While we're stuck here wondering what to do.

Sweet, sweet Buddy Kosh (2002-2014)

13 comments:

Sheryl said...

So sorry for your loss. I know you will always remember him and miss him. Try to think about how loved he made you feel.
Sheryl

Lorraine said...

Oh my gosh Eddie! I'm so sorry! I know how much you loved Kosh and I remember how he was by your side during your recovery. What a sweet kitty cat. I have 3 of my own, one of which is 20 years old. We were told she had failing kidneys about 3 years ago She's still here, but we know we'll have to face the same thing you just went through very soon. It's so hard, but unfortunately it's something we have to accept when we adopt our little furry ones.
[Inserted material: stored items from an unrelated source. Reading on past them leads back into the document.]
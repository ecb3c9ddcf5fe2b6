use super::engine::{ensure_max_installments, ensure_rate, ensure_total, net_gain_from_installments};
use super::error::{EngineError, Result};
use super::types::InstallmentsToBeat;

/// Smallest installment count in `1..=max_installments` whose net gain covers
/// the upfront discount.
///
/// Net gain is not monotonic in the installment count once tax brackets shift,
/// so this scans every count in order and stops at the first match.
pub fn installments_to_beat_discount(
    total: f64,
    discount_percent: f64,
    monthly_rate: f64,
    max_installments: u32,
) -> Result<InstallmentsToBeat> {
    validate_inputs(total, discount_percent, monthly_rate, max_installments)?;

    let upfront_price = total * (1.0 - discount_percent / 100.0);
    let discount_value = total - upfront_price;

    for installments in 1..=max_installments {
        let net_gain = net_gain_from_installments(total, installments, monthly_rate)?;
        if net_gain >= discount_value {
            return Ok(InstallmentsToBeat::Viable {
                installments,
                net_gain,
            });
        }
    }
    Ok(InstallmentsToBeat::NotViable)
}

fn validate_inputs(
    total: f64,
    discount_percent: f64,
    monthly_rate: f64,
    max_installments: u32,
) -> Result<()> {
    ensure_total(total)?;
    ensure_rate("monthly rate", monthly_rate)?;
    if !discount_percent.is_finite() {
        return Err(EngineError::NonFinite {
            field: "discount",
            value: discount_percent,
        });
    }
    if !(0.0..=100.0).contains(&discount_percent) {
        return Err(EngineError::InvalidDiscount(discount_percent));
    }
    ensure_max_installments(max_installments)
}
Linda @ A La Carte said...

Oh Eddie I have tears in my eyes as I type this. I am sooo sorry about the loss of Kosh. I know how we love our kitties and Kosh sounds like a very special loving boy. Sending you big hugs!

Linda

Shara said...

Eddie, this made me cry. I know how much we all love our kitties. We have three and one of them - I love them all 0 but our little girl holds an extra special part of my heart. She has been giving me worries lately and I have been loving on her extra hard. I know you loved Kosh so much. I am sorry for you and for Keith. ((hugs))

Joy@aVintageGreen said...

Tears and hugs. So very sorry that Kosh was so very sick. Kosh loved so well.
Joy

Unknown said...

Oh Eddie, I'm so very sorry. :( Until we had to let our Bronco doggie go last summer I never understood how devastating it is to lose a beloved pet. Now I do, so my heart hurts for you. Hugs!

laurie -magpie ethel said...

No words. I am so very sorry.

Donna Wilkes said...

A blessing for Kosh who departed so abruptly. We lost our beloved Molly (14) from the same kidney problem. My heart is with you. What a huge hole pets leave in our hearts when they die.

Lynn said...

I am so sorry to hear about Kosh. You keep expecting to see them and it's hard to believe they are gone. Just know in your heart, you gave him a good home and all the love a cat could possibly want.

Judy said...

So sorry, Eddie. I know the pain you and Keith are feeling.

Roger Owen Green said...

Sorry, guy. Looks just like our Midnight. I had avoided having a pet for about 30 years because we get attached, they always die before we do...

svelteSTUFF said...

heartbreaking.
I would like to say that 'time heals', but it doesn't, time just makes an opening to let MORE love in.
thinking of you.

hangin said...

You forgot to tell them he was COOLEST cat. Ever. And that he had an awesome "mommy". Me and Nurse Chiquito love you.